◆ Assigned task ◆
Produce word for word the lines of the data below running from the one that has "self.cache.get(key).await" to the one that has "Self::from_config(&CacheConfig::default())", inclusive, and no others.

(Stored items)
- Opening Delimiter -

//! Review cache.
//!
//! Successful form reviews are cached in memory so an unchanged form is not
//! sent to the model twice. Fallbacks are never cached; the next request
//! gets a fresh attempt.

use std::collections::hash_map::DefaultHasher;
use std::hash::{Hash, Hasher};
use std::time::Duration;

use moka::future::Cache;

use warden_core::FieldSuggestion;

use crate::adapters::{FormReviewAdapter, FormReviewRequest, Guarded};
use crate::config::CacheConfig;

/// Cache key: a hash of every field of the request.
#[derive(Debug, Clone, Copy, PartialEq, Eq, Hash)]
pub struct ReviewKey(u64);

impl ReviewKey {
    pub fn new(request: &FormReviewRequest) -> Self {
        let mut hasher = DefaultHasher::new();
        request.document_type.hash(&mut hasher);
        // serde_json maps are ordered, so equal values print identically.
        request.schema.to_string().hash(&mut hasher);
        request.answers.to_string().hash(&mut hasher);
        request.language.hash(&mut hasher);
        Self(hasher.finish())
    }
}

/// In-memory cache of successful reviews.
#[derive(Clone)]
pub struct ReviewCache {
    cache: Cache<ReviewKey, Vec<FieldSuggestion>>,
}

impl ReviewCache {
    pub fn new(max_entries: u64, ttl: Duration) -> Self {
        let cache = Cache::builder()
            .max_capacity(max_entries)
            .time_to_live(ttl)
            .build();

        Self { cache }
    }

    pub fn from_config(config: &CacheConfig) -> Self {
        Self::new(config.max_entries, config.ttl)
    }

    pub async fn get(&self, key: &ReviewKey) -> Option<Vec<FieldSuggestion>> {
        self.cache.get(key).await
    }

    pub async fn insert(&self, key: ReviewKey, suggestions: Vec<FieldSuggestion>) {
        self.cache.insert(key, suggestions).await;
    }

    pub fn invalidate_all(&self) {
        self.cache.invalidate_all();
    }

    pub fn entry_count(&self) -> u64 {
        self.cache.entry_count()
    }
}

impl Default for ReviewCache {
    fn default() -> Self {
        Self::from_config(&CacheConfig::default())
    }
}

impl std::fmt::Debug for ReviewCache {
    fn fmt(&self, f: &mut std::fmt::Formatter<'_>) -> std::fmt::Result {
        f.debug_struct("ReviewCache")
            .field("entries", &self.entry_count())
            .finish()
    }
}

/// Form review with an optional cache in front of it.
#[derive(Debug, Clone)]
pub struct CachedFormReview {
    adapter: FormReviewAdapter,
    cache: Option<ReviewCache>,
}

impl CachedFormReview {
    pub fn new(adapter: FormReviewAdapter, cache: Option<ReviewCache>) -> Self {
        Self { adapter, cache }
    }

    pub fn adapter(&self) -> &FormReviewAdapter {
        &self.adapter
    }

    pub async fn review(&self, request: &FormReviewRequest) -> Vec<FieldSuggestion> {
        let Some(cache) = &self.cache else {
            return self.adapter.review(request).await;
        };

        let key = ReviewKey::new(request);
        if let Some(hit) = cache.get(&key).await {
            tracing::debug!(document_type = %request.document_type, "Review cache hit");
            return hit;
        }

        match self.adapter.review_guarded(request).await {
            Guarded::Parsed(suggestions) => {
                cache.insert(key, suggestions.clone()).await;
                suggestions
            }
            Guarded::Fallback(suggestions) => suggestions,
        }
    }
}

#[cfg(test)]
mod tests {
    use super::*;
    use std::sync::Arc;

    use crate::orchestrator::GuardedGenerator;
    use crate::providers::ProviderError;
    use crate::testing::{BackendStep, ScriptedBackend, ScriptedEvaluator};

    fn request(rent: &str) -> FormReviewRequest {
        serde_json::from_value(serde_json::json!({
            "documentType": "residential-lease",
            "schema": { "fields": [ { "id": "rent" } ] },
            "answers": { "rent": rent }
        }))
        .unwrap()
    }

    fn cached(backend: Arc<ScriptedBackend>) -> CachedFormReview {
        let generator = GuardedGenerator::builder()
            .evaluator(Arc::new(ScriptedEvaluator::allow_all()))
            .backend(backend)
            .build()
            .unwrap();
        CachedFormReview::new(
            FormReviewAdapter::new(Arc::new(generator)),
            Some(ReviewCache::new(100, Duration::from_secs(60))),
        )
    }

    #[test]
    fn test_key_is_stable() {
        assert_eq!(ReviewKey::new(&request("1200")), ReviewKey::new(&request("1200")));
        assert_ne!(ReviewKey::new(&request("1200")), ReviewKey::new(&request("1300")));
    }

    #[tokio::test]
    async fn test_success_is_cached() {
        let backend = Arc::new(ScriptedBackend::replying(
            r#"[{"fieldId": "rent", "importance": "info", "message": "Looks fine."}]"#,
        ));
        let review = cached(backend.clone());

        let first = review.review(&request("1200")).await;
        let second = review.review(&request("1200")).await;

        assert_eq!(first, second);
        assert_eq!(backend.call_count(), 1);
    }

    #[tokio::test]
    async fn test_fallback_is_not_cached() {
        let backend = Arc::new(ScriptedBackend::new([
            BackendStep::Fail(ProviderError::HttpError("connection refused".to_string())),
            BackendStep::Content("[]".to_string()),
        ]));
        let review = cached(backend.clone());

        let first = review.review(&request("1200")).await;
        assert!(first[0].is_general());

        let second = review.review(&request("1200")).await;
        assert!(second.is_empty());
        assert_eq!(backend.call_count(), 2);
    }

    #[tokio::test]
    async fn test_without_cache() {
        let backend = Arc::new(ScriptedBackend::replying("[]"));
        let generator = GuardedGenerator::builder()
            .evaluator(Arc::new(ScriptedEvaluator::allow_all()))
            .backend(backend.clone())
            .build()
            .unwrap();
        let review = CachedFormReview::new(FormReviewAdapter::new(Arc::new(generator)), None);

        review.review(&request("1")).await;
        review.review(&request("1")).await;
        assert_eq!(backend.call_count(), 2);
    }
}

- Closing Delimiter -

◆ Task answer ◆
        self.cache.get(key).await
    }

    pub async fn insert(&self, key: ReviewKey, suggestions: Vec<FieldSuggestion>) {
        self.cache.insert(key, suggestions).await;
    }

    pub fn invalidate_all(&self) {
        self.cache.invalidate_all();
    }

    pub fn entry_count(&self) -> u64 {
        self.cache.entry_count()
    }
}

impl Default for ReviewCache {
    fn default() -> Self {
        Self::from_config(&CacheConfig::default())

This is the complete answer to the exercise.